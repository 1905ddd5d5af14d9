mod availability;
mod error;
mod lifecycle;
mod mutations;
mod queries;

pub use error::EngineError;

use std::sync::Arc;

use chrono::NaiveDate;

use crate::config::EngineConfig;
use crate::directory::{SpaceDirectory, UserDirectory};
use crate::limits::*;
use crate::model::*;
use crate::store::ReservationStore;

/// The slot reservation engine. Stateless between requests: every handle is
/// injected, all cross-request coordination lives in the store's atomic
/// insert-if-absent.
pub struct Engine {
    store: Arc<dyn ReservationStore>,
    spaces: Arc<dyn SpaceDirectory>,
    users: Arc<dyn UserDirectory>,
    config: EngineConfig,
}

impl Engine {
    pub fn new(
        store: Arc<dyn ReservationStore>,
        spaces: Arc<dyn SpaceDirectory>,
        users: Arc<dyn UserDirectory>,
        config: EngineConfig,
    ) -> Self {
        Self {
            store,
            spaces,
            users,
            config,
        }
    }

    pub(super) fn now(&self) -> Timestamp {
        now_in(self.config.utc_offset)
    }

    /// Absolute instant of `(date, hour)` under the service offset.
    pub(super) fn slot_for(&self, date: NaiveDate, hour: u8) -> Result<Timestamp, EngineError> {
        slot_instant(date, hour, self.config.utc_offset)
            .ok_or_else(|| EngineError::Validation(format!("hour {hour} out of range")))
    }

    /// Reparse a client-supplied slot timestamp into the canonical key form.
    pub(super) fn parse_slot_arg(&self, raw: &str) -> Result<Timestamp, EngineError> {
        parse_slot(raw, self.config.utc_offset)
            .ok_or_else(|| EngineError::Validation("unparseable slot timestamp".into()))
    }

    pub(super) fn check_id(value: &str, field: &str) -> Result<(), EngineError> {
        if value.is_empty() {
            return Err(EngineError::Validation(format!("{field} is required")));
        }
        if value.len() > MAX_ID_LEN {
            return Err(EngineError::Validation(format!("{field} too long")));
        }
        Ok(())
    }

    pub(super) fn check_hours(hours: &[u8]) -> Result<(), EngineError> {
        if hours.is_empty() {
            return Err(EngineError::Validation("hours are required".into()));
        }
        if hours.len() > MAX_HOURS_PER_REQUEST {
            return Err(EngineError::Validation("too many hours in one request".into()));
        }
        if let Some(bad) = hours.iter().find(|h| **h > 23) {
            return Err(EngineError::Validation(format!("hour {bad} out of range")));
        }
        Ok(())
    }

    /// Lookup a space and require it to be bookable. Absence and the
    /// availability flag produce the same outcome.
    pub(super) async fn bookable_space(&self, space_id: &str) -> Result<Space, EngineError> {
        match self.spaces.lookup(space_id).await? {
            Some(space) if space.availability => Ok(space),
            _ => Err(EngineError::NotFound(format!("space {space_id} not available"))),
        }
    }

    pub(super) async fn require_user(&self, user_id: &str) -> Result<UserProfile, EngineError> {
        self.users
            .lookup(user_id)
            .await?
            .ok_or_else(|| EngineError::NotFound(format!("user {user_id} not found")))
    }
}
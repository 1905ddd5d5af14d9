use chrono::NaiveDate;

use crate::model::{Availability, SlotKey};

use super::{Engine, EngineError};

impl Engine {
    /// Pure read: which of the requested hours are already taken. A conflict
    /// is reported for hour H exactly when a record currently holds that slot
    /// key, whatever its status. Never mutates; stale PENDING records are not
    /// expired on this path.
    pub async fn check_availability(
        &self,
        space_id: &str,
        date: NaiveDate,
        hours: &[u8],
    ) -> Result<Availability, EngineError> {
        Self::check_id(space_id, "spaceId")?;
        Self::check_hours(hours)?;

        let mut conflicts = Vec::new();
        for &hour in hours {
            let slot = self.slot_for(date, hour)?;
            let key = SlotKey::new(space_id, &slot);
            if self.store.get(&key).await?.is_some() {
                conflicts.push(hour);
            }
        }
        Ok(Availability {
            available: conflicts.is_empty(),
            conflicts,
        })
    }
}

:::

## PROBLEM
Would you copy out all the entries above without changing a single character?

## ANSWER FOR THE TASK
repository 1905ddd5d5af14d9
mod availability;
mod error;
mod lifecycle;
mod mutations;
mod queries;

pub use error::EngineError;

use std::sync::Arc;

use chrono::NaiveDate;

use crate::config::EngineConfig;
use crate::directory::{SpaceDirectory, UserDirectory};
use crate::limits::*;
use crate::model::*;
use crate::store::ReservationStore;

/// The slot reservation engine. Stateless between requests: every handle is
/// injected, all cross-request coordination lives in the store's atomic
/// insert-if-absent.
pub struct Engine {
    store: Arc<dyn ReservationStore>,
    spaces: Arc<dyn SpaceDirectory>,
    users: Arc<dyn UserDirectory>,
    config: EngineConfig,
}

impl Engine {
    pub fn new(
        store: Arc<dyn ReservationStore>,
        spaces: Arc<dyn SpaceDirectory>,
        users: Arc<dyn UserDirectory>,
        config: EngineConfig,
    ) -> Self {
        Self {
            store,
            spaces,
            users,
            config,
        }
    }

    pub(super) fn now(&self) -> Timestamp {
        now_in(self.config.utc_offset)
    }

    /// Absolute instant of `(date, hour)` under the service offset.
    pub(super) fn slot_for(&self, date: NaiveDate, hour: u8) -> Result<Timestamp, EngineError> {
        slot_instant(date, hour, self.config.utc_offset)
            .ok_or_else(|| EngineError::Validation(format!("hour {hour} out of range")))
    }

    /// Reparse a client-supplied slot timestamp into the canonical key form.
    pub(super) fn parse_slot_arg(&self, raw: &str) -> Result<Timestamp, EngineError> {
        parse_slot(raw, self.config.utc_offset)
            .ok_or_else(|| EngineError::Validation("unparseable slot timestamp".into()))
    }

    pub(super) fn check_id(value: &str, field: &str) -> Result<(), EngineError> {
        if value.is_empty() {
            return Err(EngineError::Validation(format!("{field} is required")));
        }
        if value.len() > MAX_ID_LEN {
            return Err(EngineError::Validation(format!("{field} too long")));
        }
        Ok(())
    }

    pub(super) fn check_hours(hours: &[u8]) -> Result<(), EngineError> {
        if hours.is_empty() {
            return Err(EngineError::Validation("hours are required".into()));
        }
        if hours.len() > MAX_HOURS_PER_REQUEST {
            return Err(EngineError::Validation("too many hours in one request".into()));
        }
        if let Some(bad) = hours.iter().find(|h| **h > 23) {
            return Err(EngineError::Validation(format!("hour {bad} out of range")));
        }
        Ok(())
    }

    /// Lookup a space and require it to be bookable. Absence and the
    /// availability flag produce the same outcome.
    pub(super) async fn bookable_space(&self, space_id: &str) -> Result<Space, EngineError> {
        match self.spaces.lookup(space_id).await? {
            Some(space) if space.availability => Ok(space),
            _ => Err(EngineError::NotFound(format!("space {space_id} not available"))),
        }
    }

    pub(super) async fn require_user(&self, user_id: &str) -> Result<UserProfile, EngineError> {
        self.users
            .lookup(user_id)
            .await?
            .ok_or_else(|| EngineError::NotFound(format!("user {user_id} not found")))
    }
}
repository 1905ddd5d5af14d9
use chrono::NaiveDate;

use crate::model::{Availability, SlotKey};

use super::{Engine, EngineError};

impl Engine {
    /// Pure read: which of the requested hours are already taken. A conflict
    /// is reported for hour H exactly when a record currently holds that slot
    /// key, whatever its status. Never mutates; stale PENDING records are not
    /// expired on this path.
    pub async fn check_availability(
        &self,
        space_id: &str,
        date: NaiveDate,
        hours: &[u8],
    ) -> Result<Availability, EngineError> {
        Self::check_id(space_id, "spaceId")?;
        Self::check_hours(hours)?;

        let mut conflicts = Vec::new();
        for &hour in hours {
            let slot = self.slot_for(date, hour)?;
            let key = SlotKey::new(space_id, &slot);
            if self.store.get(&key).await?.is_some() {
                conflicts.push(hour);
            }
        }
        Ok(Availability {
            available: conflicts.is_empty(),
            conflicts,
        })
    }
}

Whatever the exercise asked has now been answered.